The UK economy barely grew between July and September, with uncertainty about the Budget being blamed for the weak growth.
The economy slowed over the three-month period, growing by just 0.1%, and shrank during September itself.
Labour made boosting economic growth its top priority when it came into power but Chancellor Rachel Reeves said she was “not satisfied” with these latest figures which cover the first three months of the new government.
However, many businesses have criticised tax rises in the Budget which they say will lead to higher prices and fewer new jobs.
Major companies, including Marks & Spencer, Sainsbury’s and JD Sports have hinted they will increase prices because of the changes.
The latest growth figure was weaker than expected and was a sharp slowdown from the 0.5% growth seen in the April to June period.
A number of economists said concerns about what October’s Budget would contain had affected how firms and households had behaved.
Ben Jones, lead economist at the CBI business group, said firms had widely reported “a slowdown in decision making” prior to the Budget. He added that once it had been announced it had “set off warning lights for business”.
The increase in National Insurance Contributions for firms together with other measures such as the rise in the minimum wage “is expected to trigger a more cautious approach to pay, hiring and investment”, Mr Jones said.
“The economy has a bit less momentum than we previously thought, and it’s striking that the economy has only grown in two of the past six months,” said Ruth Gregory, deputy chief UK economist at Capital Economics.
However, she added “this doesn’t mean the UK is on the cusp of another recession”.
When the economy is growing steadily, people tend to spend more, extra jobs are created, more tax is paid and workers get better pay rises.
‘It felt like people were holding back’
Andy Crisp, manager of pasta and pizza restaurant Vapiano in Manchester, said he had noticed a slight slowdown in the run up to Reeves’ Budget.
The summer was “a game of two halves”, he said, which finished quite strongly with sales up between 2-3% from a year ago.
However, the week before the Budget he “did see a downturn” in footfall.
“The only thing we could potentially put that down to was it felt like there was a nervousness prior to the Budget coming out as to ‘what does it mean to me? What does it mean to the general public?’
“So it almost felt like people were holding back to find out what the end result was going to be.”
Speaking to the BBC, the chancellor said growth was the “number one mission” of the government, and she wanted “growth to be stronger and to be felt by families across the United Kingdom”.
Reeves had been accused of talking down the economy ahead of the Budget, but asked if her comments had affected spirits, she said: “We’ve had barely any growth in the UK economy for more than a decade now.”
Shadow chancellor Mel Stride said growth had now “slowed significantly” due to Labour’s policies.

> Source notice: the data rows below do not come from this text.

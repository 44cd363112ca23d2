//! Abuse heuristics that escalate a client to a temporary block.
//!
//! Rules are evaluated in order against an entry whose window was already
//! open before the current request. The first matching rule wins.
//!
//! - `rapid_fire`: a single burst far above the limit
//! - `persistent_limit_hitting`: repeated retries past the limit at a rate
//!   well above the policy rate
//!
//! Both thresholds are multiples of the policy limit or rate. Neither rule
//! looks at a client that is still within its limit, and the first request
//! over the limit is always answered with the policy's own message.

use std::fmt;
use std::sync::Arc;

use crate::config::AbuseConfig;
use crate::security::store::RateLimitEntry;

/// What to do when a rule matches.
#[derive(Debug, Clone, Copy, PartialEq, Eq)]
pub enum AbuseAction {
    /// Add the client to the block list for the rule's duration.
    Block,
    /// Record the event without blocking.
    Flag,
}

/// Inputs a rule may inspect besides the counter entry.
#[derive(Debug, Clone, Copy)]
pub struct RuleContext<'a> {
    pub ip: &'a str,
    pub now: u64,
    pub max_requests: u32,
    pub window_ms: u64,
}

type Condition = Arc<dyn Fn(&RateLimitEntry, &RuleContext<'_>) -> bool + Send + Sync>;

/// A named heuristic over a counter entry.
#[derive(Clone)]
pub struct AbuseRule {
    pub name: String,
    pub action: AbuseAction,
    pub duration_ms: u64,
    condition: Condition,
}

impl AbuseRule {
    pub fn new(
        name: impl Into<String>,
        action: AbuseAction,
        duration_ms: u64,
        condition: impl Fn(&RateLimitEntry, &RuleContext<'_>) -> bool + Send + Sync + 'static,
    ) -> Self {
        Self {
            name: name.into(),
            action,
            duration_ms,
            condition: Arc::new(condition),
        }
    }

    pub fn matches(&self, entry: &RateLimitEntry, ctx: &RuleContext<'_>) -> bool {
        (self.condition)(entry, ctx)
    }
}

impl fmt::Debug for AbuseRule {
    fn fmt(&self, f: &mut fmt::Formatter<'_>) -> fmt::Result {
        f.debug_struct("AbuseRule")
            .field("name", &self.name)
            .field("action", &self.action)
            .field("duration_ms", &self.duration_ms)
            .finish_non_exhaustive()
    }
}

/// Outcome of a matching rule.
#[derive(Debug, Clone, PartialEq, Eq)]
pub struct AbuseVerdict {
    pub rule: String,
    pub action: AbuseAction,
    pub duration_ms: u64,
}

#[derive(Debug, Clone, Default)]
pub struct AbuseDetector {
    rules: Vec<AbuseRule>,
}

impl AbuseDetector {
    /// Detector with the built-in rules tuned by `config`.
    pub fn new(config: &AbuseConfig) -> Self {
        if !config.enabled {
            return Self::disabled();
        }
        Self::with_rules(vec![
            rapid_fire(config.rapid_fire_multiplier, config.rapid_fire_block_ms),
            persistent_limit_hitting(
                config.persistent_multiplier,
                config.persistent_min_elapsed_ms,
                config.persistent_block_ms,
            ),
        ])
    }

    pub fn with_rules(rules: Vec<AbuseRule>) -> Self {
        Self { rules }
    }

    /// A detector that never escalates.
    pub fn disabled() -> Self {
        Self { rules: Vec::new() }
    }

    pub fn rules(&self) -> &[AbuseRule] {
        &self.rules
    }

    /// Return the first rule matching `entry`, if any.
    pub fn evaluate(&self, entry: &RateLimitEntry, ctx: &RuleContext<'_>) -> Option<AbuseVerdict> {
        self.rules
            .iter()
            .find(|rule| rule.matches(entry, ctx))
            .map(|rule| AbuseVerdict {
                rule: rule.name.clone(),
                action: rule.action,
                duration_ms: rule.duration_ms,
            })
    }
}

/// Burst of more than `multiplier` times the limit inside one window.
pub fn rapid_fire(multiplier: u32, block_ms: u64) -> AbuseRule {
    AbuseRule::new("rapid_fire", AbuseAction::Block, block_ms, move |entry, ctx| {
        u64::from(entry.count) > u64::from(ctx.max_requests) * u64::from(multiplier)
    })
}

/// Keeps retrying after rejection at more than `multiplier` times the
/// policy's average rate.
///
/// Only requests past the limit count toward the observed rate, and the
/// first rejected request never fires, so a client that paced itself
/// within the policy always sees the policy message first.
pub fn persistent_limit_hitting(multiplier: u32, min_elapsed_ms: u64, block_ms: u64) -> AbuseRule {
    AbuseRule::new(
        "persistent_limit_hitting",
        AbuseAction::Block,
        block_ms,
        move |entry, ctx| {
            let elapsed_ms = ctx.now.saturating_sub(entry.window_start);
            if entry.count <= ctx.max_requests.saturating_add(1)
                || elapsed_ms < min_elapsed_ms.max(1)
                || ctx.window_ms == 0
            {
                return false;
            }
            let overflow = f64::from(entry.count - ctx.max_requests);
            let observed = overflow / (elapsed_ms as f64 / 1000.0);
            let allowed = f64::from(ctx.max_requests) / (ctx.window_ms as f64 / 1000.0);
            observed > allowed * f64::from(multiplier)
        },
    )
}

#[cfg(test)]
mod tests {
    use super::*;

    fn ctx(now: u64) -> RuleContext<'static> {
        RuleContext {
            ip: "1.2.3.4",
            now,
            max_requests: 5,
            window_ms: 900_000,
        }
    }

    fn entry(count: u32, window_start: u64) -> RateLimitEntry {
        RateLimitEntry {
            count,
            window_start,
            reset_time: window_start + 900_000,
        }
    }

    #[test]
    fn rapid_fire_needs_more_than_five_times_the_limit() {
        let detector = AbuseDetector::new(&AbuseConfig::default());

        assert_eq!(detector.evaluate(&entry(25, 0), &ctx(0)), None);

        let verdict = detector.evaluate(&entry(26, 0), &ctx(0)).unwrap();
        assert_eq!(verdict.rule, "rapid_fire");
        assert_eq!(verdict.action, AbuseAction::Block);
        assert_eq!(verdict.duration_ms, 15 * 60 * 1000);
    }

    #[test]
    fn persistent_rule_ignores_instant_bursts_and_in_limit_traffic() {
        let detector = AbuseDetector::new(&AbuseConfig::default());

        // Over the limit but no elapsed time to measure a rate.
        assert_eq!(detector.evaluate(&entry(6, 0), &ctx(0)), None);
        // Fast, but still within the limit.
        assert_eq!(detector.evaluate(&entry(5, 0), &ctx(10_000)), None);
    }

    #[test]
    fn persistent_rule_fires_on_sustained_excess() {
        let detector = AbuseDetector::new(&AbuseConfig::default());

        // 5 requests past the limit within 60s: 0.083/s vs 0.0167/s allowed.
        let verdict = detector.evaluate(&entry(10, 0), &ctx(60_000)).unwrap();
        assert_eq!(verdict.rule, "persistent_limit_hitting");
        assert_eq!(verdict.duration_ms, 10 * 60 * 1000);

        // 7 requests spread over 14 minutes stays below 3x the policy rate.
        assert_eq!(detector.evaluate(&entry(7, 0), &ctx(840_000)), None);
    }

    #[test]
    fn first_rejection_is_never_escalated() {
        let detector = AbuseDetector::new(&AbuseConfig::default());

        // One over the limit, however quickly it arrives.
        assert_eq!(detector.evaluate(&entry(6, 0), &ctx(1_000)), None);
        assert_eq!(detector.evaluate(&entry(6, 0), &ctx(60_000)), None);
    }

    #[test]
    fn paced_client_retrying_slowly_is_not_blocked() {
        let detector = AbuseDetector::new(&AbuseConfig::default());
        let hourly = |now| RuleContext {
            ip: "1.2.3.4",
            now,
            max_requests: 10,
            window_ms: 3_600_000,
        };

        // Ten submissions a minute apart, then retries at +10 and +11 minutes.
        assert_eq!(detector.evaluate(&entry(11, 0), &hourly(600_000)), None);
        assert_eq!(detector.evaluate(&entry(12, 0), &hourly(660_000)), None);
        // Hammering after rejection still escalates.
        let verdict = detector.evaluate(&entry(14, 0), &hourly(60_000)).unwrap();
        assert_eq!(verdict.rule, "persistent_limit_hitting");
    }

    #[test]
    fn first_matching_rule_wins() {
        let detector = AbuseDetector::with_rules(vec![
            AbuseRule::new("flag_all", AbuseAction::Flag, 0, |_, _| true),
            rapid_fire(1, 1_000),
        ]);
        let verdict = detector.evaluate(&entry(100, 0), &ctx(0)).unwrap();
        assert_eq!(verdict.rule, "flag_all");
        assert_eq!(verdict.action, AbuseAction::Flag);
    }

    #[test]
    fn disabled_detector_never_matches() {
        let config = AbuseConfig {
            enabled: false,
            ..AbuseConfig::default()
        };
        let detector = AbuseDetector::new(&config);
        assert!(detector.rules().is_empty());
        assert_eq!(detector.evaluate(&entry(1_000, 0), &ctx(0)), None);
    }
}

“Labour made a lot of promises about growth in the election, they need to act now before their broken promises lead to yet more tax rises.”
Liberal Democrat Treasury spokesperson Daisy Cooper called the growth figures “disappointing”, adding tax rises announced in the Budget “could be the final nail in the coffin for the many small businesses that are already struggling”.
The government wants the UK to be the fastest growing economy among the G7 group of rich nations.
For the July to September period, the UK currently ranks fifth in the G7, behind the US, France Germany and Japan, but above Italy. Canada has yet to publish its growth figure.
The Office for National Statistics (ONS) said growth in the UK was “subdued across most industries” in the latest quarter.
One big factor was the slowdown in the services sector – which dominates the UK economy and covers businesses such as shops, bars and restaurants.
The sector grew by just 0.1% over the three months, and saw no growth at all in September.
In October, Reeves presented what she called a “Budget for growth”.
But the government’s independent forecaster, the Office for Budget Responsibility, said the Budget would only “temporarily boost” the UK and the size of the economy would be “largely unchanged in five years” compared with its previous estimate.
The UK faces another potential challenge to growth if US President-elect Donald Trump goes ahead with plans to impose a blanket 20% tariff on all imports into the US.
Analysis by the University of Sussex’s Centre for Inclusive Trade Policy has suggested such a move could hit UK exports by £22bn.
The chancellor told the BBC she was “looking forward to working closely” with Donald Trump but would “make the case for free and open trade which benefits both of our economies”.